Radiological response training facility celebrates opening in Oak Ridge
Officials cut the ribbon to open the Emergency Response Training Facility in Oak Ridge.
Preventing radiological material from falling into the wrong hands or being used for nefarious purposes is a law enforcement concern. Government nuclear facilities are well protected for that very reason. Many hospitals, universities, and laboratories, however, also have radiological material that could be appealing to those wishing to do harm, and local law enforcement agencies may not always be prepared to respond to theft of these materials or to an emergency involving them.

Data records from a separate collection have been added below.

//! Match State
//!
//! The mutable data model of one match: entities, the island they live on,
//! the match clock and the queue of events awaiting broadcast.

use tracing::{debug, info};

use crate::core::constants::{
    LOBBY_ID, PLAYER_HALF_HEIGHT, PLAYER_EYELEVEL, STARTING_AMMO, BULLET_SPEED,
    SHOT_COOLDOWN, AMMO_SIZE, MEDKIT_SIZE, JOIN_CUTOFF,
};
use crate::core::hash::{StateHash, StateHasher};
use crate::core::vec3::Vec3;
use crate::game::bot::random_bot_name;
use crate::game::entity::{Entity, EntityId, EntityType};
use crate::game::events::GameEvent;
use crate::game::map::{IslandMap, WorldGenError};
use crate::game::tick::MatchConfig;

/// Match identifier. The lobby is always `LOBBY_ID`.
pub type MatchId = u32;

/// Offset along the shot direction where the muzzle flash is shown.
const GUNFIRE_OFFSET: f64 = 0.05;

// =============================================================================
// MATCH STATE
// =============================================================================

/// Complete state of one match.
#[derive(Clone, Debug)]
pub struct MatchState {
    /// Match identifier
    pub match_id: MatchId,
    /// Island (seed, generator stream, zone, terrain)
    pub island: IslandMap,
    /// Entities in creation order
    pub entities: Vec<Entity>,
    /// Wall-clock second at which the match starts
    pub start_time: f64,
    /// Seconds since `start_time`; negative before the start
    pub current_time: f64,
    /// Simulated ticks
    pub update_count: u64,
    /// Next id to hand out
    next_entity_id: EntityId,
    /// Events awaiting broadcast
    pending_events: Vec<GameEvent>,
}

/// Summary of a match for logs.
#[derive(Clone, Debug, PartialEq)]
pub struct MatchSummary {
    /// Match identifier
    pub match_id: MatchId,
    /// Seed
    pub seed: u32,
    /// Seconds since start
    pub current_time: f64,
    /// Living players
    pub alive: usize,
    /// All entities
    pub entities: usize,
    /// `compute_hash` at the time of the summary
    pub state_hash: StateHash,
}

impl MatchState {
    /// Create a match and, unless it is the lobby, populate it.
    ///
    /// Bots, then ammo, then medkits are placed from the island's stream;
    /// bot names come from `names`.
    pub fn new<R: rand::Rng + ?Sized>(
        match_id: MatchId,
        seed: u32,
        start_time: f64,
        config: &MatchConfig,
        names: &mut R,
    ) -> Result<Self, WorldGenError> {
        let island = IslandMap::generate(seed)?;
        let mut state = Self::with_island(match_id, island, start_time);

        if !state.is_lobby() {
            state.populate(config, names)?;
            info!(
                match_id,
                seed,
                bots = config.bot_count,
                entities = state.entities.len(),
                "Match created"
            );
        }

        Ok(state)
    }

    /// Create an empty match on a prepared island.
    pub fn with_island(match_id: MatchId, island: IslandMap, start_time: f64) -> Self {
        Self {
            match_id,
            island,
            entities: Vec::new(),
            start_time,
            current_time: 0.0,
            update_count: 0,
            next_entity_id: 1,
            pending_events: Vec::new(),
        }
    }

    fn populate<R: rand::Rng + ?Sized>(
        &mut self,
        config: &MatchConfig,
        names: &mut R,
    ) -> Result<(), WorldGenError> {
        for _ in 0..config.bot_count {
            let (x, z) = self.island.random_playable_xz();
            let id = self.create_player(x, z);
            if let Some(bot) = self.get_mut(id) {
                bot.name = Some(random_bot_name(names));
                bot.bot = true;
            }
        }

        let ammo = self.island.terrain.create_random_points(
            &mut self.island.rng,
            config.ammo_count,
            AMMO_SIZE,
        )?;
        for position in ammo {
            self.create_entity(EntityType::Ammo, position, None);
        }

        let medkits = self.island.terrain.create_random_points(
            &mut self.island.rng,
            config.medkit_count,
            MEDKIT_SIZE,
        )?;
        for position in medkits {
            self.create_entity(EntityType::Medkit, position, None);
        }

        Ok(())
    }

    /// Seed the island was generated from.
    #[inline]
    pub fn seed(&self) -> u32 {
        self.island.seed
    }

    /// Is this the lobby?
    #[inline]
    pub fn is_lobby(&self) -> bool {
        self.match_id == LOBBY_ID
    }

    // =========================================================================
    // ENTITIES
    // =========================================================================

    /// Append a new entity with the next id.
    pub fn create_entity(
        &mut self,
        entity_type: EntityType,
        position: Vec3,
        velocity: Option<Vec3>,
    ) -> EntityId {
        let id = self.next_entity_id;
        self.next_entity_id += 1;

        let mut entity = Entity::new(entity_type, id, position);
        entity.velocity = velocity;
        self.entities.push(entity);
        id
    }

    /// Spawn a fresh player standing on the ground at `(x, z)`.
    pub fn create_player(&mut self, x: f64, z: f64) -> EntityId {
        let y = self.island.terrain.get_y(x, z) + PLAYER_HALF_HEIGHT;
        let id = self.create_entity(EntityType::Player, Vec3::new(x, y, z), None);
        if let Some(player) = self.get_mut(id) {
            player.ammo = Some(STARTING_AMMO);
            player.cooldown = Some(0);
            player.yaw = Some(0.0);
            player.pitch = Some(0.0);
        }
        id
    }

    /// Index of an entity in `entities`.
    pub fn index_of(&self, id: EntityId) -> Option<usize> {
        self.entities.iter().position(|e| e.entity_id == id)
    }

    /// Get an entity.
    pub fn get(&self, id: EntityId) -> Option<&Entity> {
        self.entities.iter().find(|e| e.entity_id == id)
    }

    /// Get an entity mutably.
    pub fn get_mut(&mut self, id: EntityId) -> Option<&mut Entity> {
        self.entities.iter_mut().find(|e| e.entity_id == id)
    }

    /// Remove an entity by id.
    pub fn remove_entity(&mut self, id: EntityId) -> Option<Entity> {
        let index = self.index_of(id)?;
        Some(self.entities.remove(index))
    }

    /// Number of living players.
    pub fn alive_count(&self) -> usize {
        self.entities.iter().filter(|e| e.is_live_player()).count()
    }

    /// Count of entities of one category.
    pub fn count_of(&self, entity_type: EntityType) -> usize {
        self.entities.iter().filter(|e| e.entity_type == entity_type).count()
    }

    // =========================================================================
    // CLOCK
    // =========================================================================

    /// Refresh `current_time` from a wall-clock reading.
    pub fn update_clock(&mut self, now: f64) {
        self.current_time = now - self.start_time;
    }

    /// Has the start time passed?
    #[inline]
    pub fn is_started(&self) -> bool {
        self.current_time >= 0.0
    }

    /// At most one player left alive.
    #[inline]
    pub fn is_game_over(&self) -> bool {
        self.alive_count() <= 1
    }

    /// Still far enough from the start to admit players.
    pub fn is_joinable(&mut self, now: f64) -> bool {
        self.update_clock(now);
        self.current_time < -JOIN_CUTOFF
    }

    // =========================================================================
    // ACTIONS
    // =========================================================================

    /// Fire a bullet from `shooter` along `direction`.
    ///
    /// Does nothing when the shooter has no ammo or the direction is zero.
    pub fn shoot(&mut self, shooter: EntityId, direction: Vec3) -> Option<EntityId> {
        let index = self.index_of(shooter)?;
        let player = &self.entities[index];
        if player.ammo_count() <= 0 {
            return None;
        }
        let velocity = direction.normalize()? * BULLET_SPEED;
        let origin = player.position + Vec3::new(0.0, PLAYER_EYELEVEL, 0.0);

        let bullet = self.create_entity(EntityType::Bullet, origin, Some(velocity));
        if let Some(b) = self.get_mut(bullet) {
            b.player_id = Some(shooter);
        }

        let player = &mut self.entities[index];
        player.ammo = Some(player.ammo_count() - 1);
        player.cooldown = Some(SHOT_COOLDOWN);

        self.push_event(GameEvent::Gunfire {
            position: origin + velocity * GUNFIRE_OFFSET,
            shooter,
        });

        debug!(match_id = self.match_id, shooter, bullet, "Shot fired");
        Some(bullet)
    }

    /// Eliminate the player at `index` if its health is gone.
    ///
    /// Clamps health to zero, ranks the player behind everyone still alive
    /// and queues a death event. Returns the rank when an elimination
    /// happened.
    pub fn check_player_death(&mut self, index: usize, killer: Option<EntityId>) -> Option<u32> {
        if self.entities[index].health > 0 {
            return None;
        }
        self.entities[index].health = 0;

        let rank = self.alive_count() as u32 + 1;
        let victim = &mut self.entities[index];
        victim.rank = Some(rank);
        let event = GameEvent::Death {
            victim: victim.entity_id,
            killer,
            position: victim.position,
            rank,
        };

        info!(
            match_id = self.match_id,
            victim = victim.entity_id,
            killer = ?killer,
            rank,
            "Player eliminated"
        );
        self.push_event(event);
        Some(rank)
    }

    // =========================================================================
    // EVENTS
    // =========================================================================

    /// Queue an event for every user in the match.
    pub fn push_event(&mut self, event: GameEvent) {
        self.pending_events.push(event);
    }

    /// Take all queued events.
    pub fn take_events(&mut self) -> Vec<GameEvent> {
        std::mem::take(&mut self.pending_events)
    }

    /// Queued events not yet taken.
    pub fn pending_events(&self) -> &[GameEvent] {
        &self.pending_events
    }

    // =========================================================================
    // HASHING
    // =========================================================================

    /// Hash of the island and every entity attribute.
    pub fn compute_hash(&self) -> StateHash {
        let mut hasher = StateHasher::for_match_state();
        hasher.update_u32(self.match_id);
        hasher.update_bytes(&self.island.fingerprint());
        hasher.update_u64(self.update_count);
        hasher.update_u32(self.entities.len() as u32);

        for e in &self.entities {
            hasher.update_u8(e.entity_type.code());
            hasher.update_u32(e.entity_id);
            hasher.update_vec3(e.position);
            hasher.update_option(e.velocity, |h, v| h.update_vec3(v));
            hasher.update_i32(e.health);
            hasher.update_option(e.ammo, |h, v| h.update_i32(v));
            hasher.update_option(e.cooldown, |h, v| h.update_u32(v));
            hasher.update_option(e.rank, |h, v| h.update_u32(v));
            hasher.update_option(e.player_id, |h, v| h.update_u32(v));
            hasher.update_u8(e.bot as u8);
        }

        hasher.finalize()
    }

    /// Summary for logs.
    pub fn summary(&self) -> MatchSummary {
        MatchSummary {
            match_id: self.match_id,
            seed: self.seed(),
            current_time: self.current_time,
            alive: self.alive_count(),
            entities: self.entities.len(),
            state_hash: self.compute_hash(),
        }
    }
}

// =============================================================================
// TESTS
// =============================================================================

With the grand opening of Tennessee’s Emergency Response Training Facility (ERTF) Monday, law enforcement personnel from across the state, nation, and globe now have access to a state-of-the-art location in which to train for various situations that could involve radiological material. At ERTF, first responders can learn from Y-12 National Security Complex trainers who are experts in radioactive sources.
The $15-million, 40,000-square-foot ERTF was funded by the State of Tennessee and developed by Roane County, led by the Roane Alliance. ERTF has teaching-staff offices, augmented and virtual reality rooms, and traditional classrooms to provide immersive first-responder training.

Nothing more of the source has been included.